President Joe Biden’s proposed fiscal year 2025 budget, released this week, has unveiled new plans for crypto taxes and regulations that could significantly impact the digital asset industry.
The budget proposal covers a wide range of economic areas, but the crypto-related items have garnered particular attention from the community.
TLDR
- President Biden’s proposed fiscal year 2025 budget includes new crypto taxes and regulations
- The budget proposes a 30% excise tax on the costs of electricity used in digital asset mining, to be rolled out over three years
- The proposed “wash sale rule” would eliminate tax benefits for selling crypto assets at a loss and rebuying them within 30 days
- The mining tax could generate $7.7 billion over the next decade, while the wash sale rule could bring in nearly $26 billion in revenue
- The proposed budget has received strong pushback from Republicans, and the final budget may differ from the current proposal
One of the most notable proposals is a 30% excise tax on the costs of electricity used in digital asset mining. This tax would be imposed on any firm using computing resources, whether owned or leased, to mine cryptocurrencies.
The tax would be rolled out over three years, starting at 10% in the first year, increasing to 20% in the second year, and reaching the full 30% in the third year.
The White House estimates that this tax could generate $302 million in its first full year and $7.7 billion over the next decade.

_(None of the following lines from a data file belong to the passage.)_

//! The caller-supplied watermark payload.

use serde::{Deserialize, Serialize};
use serde_json::{Map, Value};
use sha2::{Digest, Sha256};

use crate::error::{CoreError, Result};

/// Well-known payload keys used by content attestation.
pub mod keys {
    pub const ISSUER: &str = "issuer";
    pub const TIMESTAMP: &str = "timestamp";
    pub const FILE_HASH: &str = "file_hash";
    pub const FILE_SIZE: &str = "file_size";
}

/// A mapping of string keys to JSON values carried inside a watermark.
///
/// Key order is irrelevant: signing always goes through the canonical form.
#[derive(Debug, Clone, Default, PartialEq, Serialize, Deserialize)]
#[serde(transparent)]
pub struct WatermarkPayload(Map<String, Value>);

impl WatermarkPayload {
    /// Create an empty payload.
    pub fn new() -> Self {
        Self(Map::new())
    }

    /// Build from any serializable value that renders as a JSON object.
    pub fn from_serializable<T: Serialize + ?Sized>(value: &T) -> Result<Self> {
        match serde_json::to_value(value).map_err(|e| CoreError::Encoding(e.to_string()))? {
            Value::Object(map) => Ok(Self(map)),
            other => Err(CoreError::Encoding(format!(
                "payload must be a JSON object, got {}",
                json_type_name(&other)
            ))),
        }
    }

    /// Attestation payload for a piece of content.
    ///
    /// Records the issuer, a caller-formatted timestamp, the lowercase hex
    /// SHA-256 of the content, and its length in bytes.
    pub fn for_content(issuer: &str, timestamp: &str, content: &[u8]) -> Self {
        let mut payload = Self::new();
        payload.insert(keys::ISSUER, issuer);
        payload.insert(keys::TIMESTAMP, timestamp);
        payload.insert(keys::FILE_HASH, hex::encode(Sha256::digest(content)));
        payload.insert(keys::FILE_SIZE, content.len() as u64);
        payload
    }

    /// Insert a value, returning the previous value for the key.
    pub fn insert(&mut self, key: impl Into<String>, value: impl Into<Value>) -> Option<Value> {
        self.0.insert(key.into(), value.into())
    }

    /// Builder-style insert.
    pub fn with(mut self, key: impl Into<String>, value: impl Into<Value>) -> Self {
        self.insert(key, value);
        self
    }

    /// Look up a value.
    pub fn get(&self, key: &str) -> Option<&Value> {
        self.0.get(key)
    }

    /// Number of entries.
    pub fn len(&self) -> usize {
        self.0.len()
    }

    /// Whether the payload has no entries.
    pub fn is_empty(&self) -> bool {
        self.0.is_empty()
    }

    /// Iterate over entries.
    pub fn iter(&self) -> impl Iterator<Item = (&String, &Value)> {
        self.0.iter()
    }

    /// Borrow the underlying map.
    pub fn as_map(&self) -> &Map<String, Value> {
        &self.0
    }

    /// Consume into the underlying map.
    pub fn into_map(self) -> Map<String, Value> {
        self.0
    }
}

impl From<Map<String, Value>> for WatermarkPayload {
    fn from(map: Map<String, Value>) -> Self {
        Self(map)
    }
}

impl<K: Into<String>, V: Into<Value>> FromIterator<(K, V)> for WatermarkPayload {
    fn from_iter<I: IntoIterator<Item = (K, V)>>(iter: I) -> Self {
        Self(iter.into_iter().map(|(k, v)| (k.into(), v.into())).collect())
    }
}

fn json_type_name(value: &Value) -> &'static str {
    match value {
        Value::Null => "null",
        Value::Bool(_) => "boolean",
        Value::Number(_) => "number",
        Value::String(_) => "string",
        Value::Array(_) => "array",
        Value::Object(_) => "object",
    }
}

#[cfg(test)]
mod tests {
    use super::*;
    use serde_json::json;
    use std::collections::HashMap;

    #[test]
    fn test_for_content() {
        let payload = WatermarkPayload::for_content("Co", "2025-08-20", b"hello");
        assert_eq!(payload.get(keys::ISSUER), Some(&json!("Co")));
        assert_eq!(payload.get(keys::TIMESTAMP), Some(&json!("2025-08-20")));
        assert_eq!(
            payload.get(keys::FILE_HASH),
            Some(&json!(
                "2cf24dba5fb0a30e26e83b2ac5b9e29e1b161e5c1fa7425e73043362938b9824"
            ))
        );
        assert_eq!(payload.get(keys::FILE_SIZE), Some(&json!(5)));
    }

    #[test]
    fn test_from_serializable_map() {
        let mut map = HashMap::new();
        map.insert("issuer", "Co");
        let payload = WatermarkPayload::from_serializable(&map).unwrap();
        assert_eq!(payload.len(), 1);
    }

    #[test]
    fn test_from_serializable_rejects_non_object() {
        let err = WatermarkPayload::from_serializable(&vec![1, 2, 3]).unwrap_err();
        assert!(matches!(err, CoreError::Encoding(_)));
    }

    #[test]
    fn test_non_finite_float_becomes_null() {
        let mut map = HashMap::new();
        map.insert("ratio", f64::NAN);
        let payload = WatermarkPayload::from_serializable(&map).unwrap();
        assert_eq!(payload.get("ratio"), Some(&Value::Null));
    }

    #[test]
    fn test_from_serializable_rejects_non_string_keys() {
        let mut map = HashMap::new();
        map.insert(vec![1u8], "x");
        let err = WatermarkPayload::from_serializable(&map).unwrap_err();
        assert!(matches!(err, CoreError::Encoding(_)));
    }

    #[test]
    fn test_transparent_serde() {
        let payload = WatermarkPayload::new().with("a", 1).with("b", true);
        let text = serde_json::to_string(&payload).unwrap();
        let back: WatermarkPayload = serde_json::from_str(&text).unwrap();
        assert_eq!(payload, back);
        assert!(text.starts_with('{'));
    }
}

The Treasury Department has cited the negative environmental effects and potential environmental justice implications of the increased energy consumption attributable to the growth of digital asset mining as the rationale behind the proposed tax.
The department also noted that digital asset mining could increase energy prices for those sharing an electricity grid with miners and create uncertainty and risks for local utilities and communities due to the highly variable and mobile nature of mining activity.
Another significant proposal in the budget is the application of the “wash sale rule” to crypto assets. This rule, which currently applies to stocks and other securities, would eliminate the tax benefits of selling crypto assets at a loss and rebuying them within 30 days.
The proposed change aims to modernize the tax code’s anti-abuse rules and treat crypto assets in the same manner as traditional financial instruments. The Biden administration predicts that this new rule could bring in nearly $26 billion in revenue over the next decade.
The proposed budget has faced strong opposition from Republicans, with House Speaker Mike Johnson (R-LA) criticizing the administration’s “insatiable appetite for reckless spending” and “disregard for fiscal responsibility.”
The budget proposal is expected to undergo numerous revisions before being passed, and there is a possibility that some of the crypto regulations may be removed during this process.
As the crypto industry continues to evolve and gain mainstream adoption, the proposed taxes and regulations in Biden’s budget could have far-reaching implications for miners, investors, and the overall growth of the digital asset ecosystem.
The final outcome of these proposals will depend on the ongoing political negotiations and the ability of the crypto community to advocate for its interests in the face of increasing regulatory scrutiny.